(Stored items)
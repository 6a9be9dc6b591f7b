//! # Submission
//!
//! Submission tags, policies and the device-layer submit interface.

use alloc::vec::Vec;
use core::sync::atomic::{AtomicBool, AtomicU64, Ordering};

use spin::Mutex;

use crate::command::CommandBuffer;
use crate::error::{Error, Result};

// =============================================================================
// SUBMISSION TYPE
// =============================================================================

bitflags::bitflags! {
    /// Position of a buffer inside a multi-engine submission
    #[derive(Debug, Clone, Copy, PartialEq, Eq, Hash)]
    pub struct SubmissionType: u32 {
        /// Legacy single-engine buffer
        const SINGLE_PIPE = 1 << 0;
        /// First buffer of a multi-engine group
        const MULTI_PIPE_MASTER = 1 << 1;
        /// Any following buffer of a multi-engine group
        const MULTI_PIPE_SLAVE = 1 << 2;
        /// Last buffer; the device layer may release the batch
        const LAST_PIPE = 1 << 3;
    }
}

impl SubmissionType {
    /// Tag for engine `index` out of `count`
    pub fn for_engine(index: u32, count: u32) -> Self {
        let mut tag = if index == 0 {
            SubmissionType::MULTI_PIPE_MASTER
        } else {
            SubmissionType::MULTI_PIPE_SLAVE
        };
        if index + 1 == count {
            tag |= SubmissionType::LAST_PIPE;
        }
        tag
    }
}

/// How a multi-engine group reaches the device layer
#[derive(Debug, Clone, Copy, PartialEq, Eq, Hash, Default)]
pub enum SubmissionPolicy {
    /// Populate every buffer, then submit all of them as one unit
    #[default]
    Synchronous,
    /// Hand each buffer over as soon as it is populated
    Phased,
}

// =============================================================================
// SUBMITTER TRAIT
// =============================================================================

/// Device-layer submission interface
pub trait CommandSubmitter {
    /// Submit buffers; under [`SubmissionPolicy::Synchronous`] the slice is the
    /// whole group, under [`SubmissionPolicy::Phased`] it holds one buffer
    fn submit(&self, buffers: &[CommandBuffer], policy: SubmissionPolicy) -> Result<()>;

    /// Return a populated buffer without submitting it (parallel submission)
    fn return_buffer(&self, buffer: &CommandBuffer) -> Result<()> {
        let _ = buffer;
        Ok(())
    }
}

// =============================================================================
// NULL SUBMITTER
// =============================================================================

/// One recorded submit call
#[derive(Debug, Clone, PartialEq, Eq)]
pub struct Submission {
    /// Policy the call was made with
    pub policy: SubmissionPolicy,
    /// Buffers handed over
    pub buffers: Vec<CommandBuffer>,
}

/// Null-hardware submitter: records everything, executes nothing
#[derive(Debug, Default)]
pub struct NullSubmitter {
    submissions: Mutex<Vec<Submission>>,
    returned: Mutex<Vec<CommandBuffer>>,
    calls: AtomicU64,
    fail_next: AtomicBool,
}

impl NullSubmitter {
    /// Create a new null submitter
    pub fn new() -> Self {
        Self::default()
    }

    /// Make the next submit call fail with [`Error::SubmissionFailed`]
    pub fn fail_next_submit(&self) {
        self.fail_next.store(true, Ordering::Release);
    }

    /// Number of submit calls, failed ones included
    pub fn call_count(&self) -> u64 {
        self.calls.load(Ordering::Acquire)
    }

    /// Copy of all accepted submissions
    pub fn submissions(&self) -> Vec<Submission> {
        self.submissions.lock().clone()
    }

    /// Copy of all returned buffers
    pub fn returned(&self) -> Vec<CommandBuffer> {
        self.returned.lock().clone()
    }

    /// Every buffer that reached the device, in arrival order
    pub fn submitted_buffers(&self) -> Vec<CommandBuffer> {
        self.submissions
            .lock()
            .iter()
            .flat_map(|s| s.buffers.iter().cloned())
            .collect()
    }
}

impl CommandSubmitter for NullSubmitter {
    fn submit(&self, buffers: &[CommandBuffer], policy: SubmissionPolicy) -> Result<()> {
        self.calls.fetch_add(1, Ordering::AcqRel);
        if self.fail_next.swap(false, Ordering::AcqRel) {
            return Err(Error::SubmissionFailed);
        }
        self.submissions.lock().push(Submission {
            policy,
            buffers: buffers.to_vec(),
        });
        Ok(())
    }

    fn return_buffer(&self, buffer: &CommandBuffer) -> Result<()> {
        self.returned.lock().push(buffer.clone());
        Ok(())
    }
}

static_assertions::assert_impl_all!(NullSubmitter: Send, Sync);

---

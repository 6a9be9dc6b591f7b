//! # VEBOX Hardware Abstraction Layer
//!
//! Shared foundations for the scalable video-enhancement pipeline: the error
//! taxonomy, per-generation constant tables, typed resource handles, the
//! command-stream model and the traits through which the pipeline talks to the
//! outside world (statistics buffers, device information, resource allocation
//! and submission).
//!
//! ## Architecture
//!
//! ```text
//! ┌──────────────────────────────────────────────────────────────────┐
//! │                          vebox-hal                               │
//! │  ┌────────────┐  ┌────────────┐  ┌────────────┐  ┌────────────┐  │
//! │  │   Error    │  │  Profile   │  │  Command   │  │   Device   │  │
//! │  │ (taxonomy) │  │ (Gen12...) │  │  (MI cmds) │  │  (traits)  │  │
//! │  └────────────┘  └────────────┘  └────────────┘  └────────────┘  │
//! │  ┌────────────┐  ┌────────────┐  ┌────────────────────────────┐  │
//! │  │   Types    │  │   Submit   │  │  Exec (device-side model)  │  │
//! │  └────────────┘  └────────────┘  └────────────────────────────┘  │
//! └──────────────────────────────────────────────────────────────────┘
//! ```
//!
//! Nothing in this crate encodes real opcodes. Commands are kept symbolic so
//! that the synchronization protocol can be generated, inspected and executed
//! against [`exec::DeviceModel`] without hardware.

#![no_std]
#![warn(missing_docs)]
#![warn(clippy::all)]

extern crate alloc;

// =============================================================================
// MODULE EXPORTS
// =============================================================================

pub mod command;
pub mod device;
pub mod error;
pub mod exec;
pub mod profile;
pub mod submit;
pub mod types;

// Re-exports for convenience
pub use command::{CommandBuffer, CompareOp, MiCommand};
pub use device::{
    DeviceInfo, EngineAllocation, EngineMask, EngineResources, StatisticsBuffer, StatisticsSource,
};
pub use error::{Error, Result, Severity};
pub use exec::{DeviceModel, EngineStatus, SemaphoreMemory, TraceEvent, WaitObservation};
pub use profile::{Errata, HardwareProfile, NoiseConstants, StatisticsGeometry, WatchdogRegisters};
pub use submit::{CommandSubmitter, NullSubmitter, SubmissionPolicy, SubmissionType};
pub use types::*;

What to work on:
I need every line of the data that has the word "struct"; please list them.

Result of this exercise:
    pub struct SubmissionType: u32 {
pub struct Submission {
pub struct NullSubmitter {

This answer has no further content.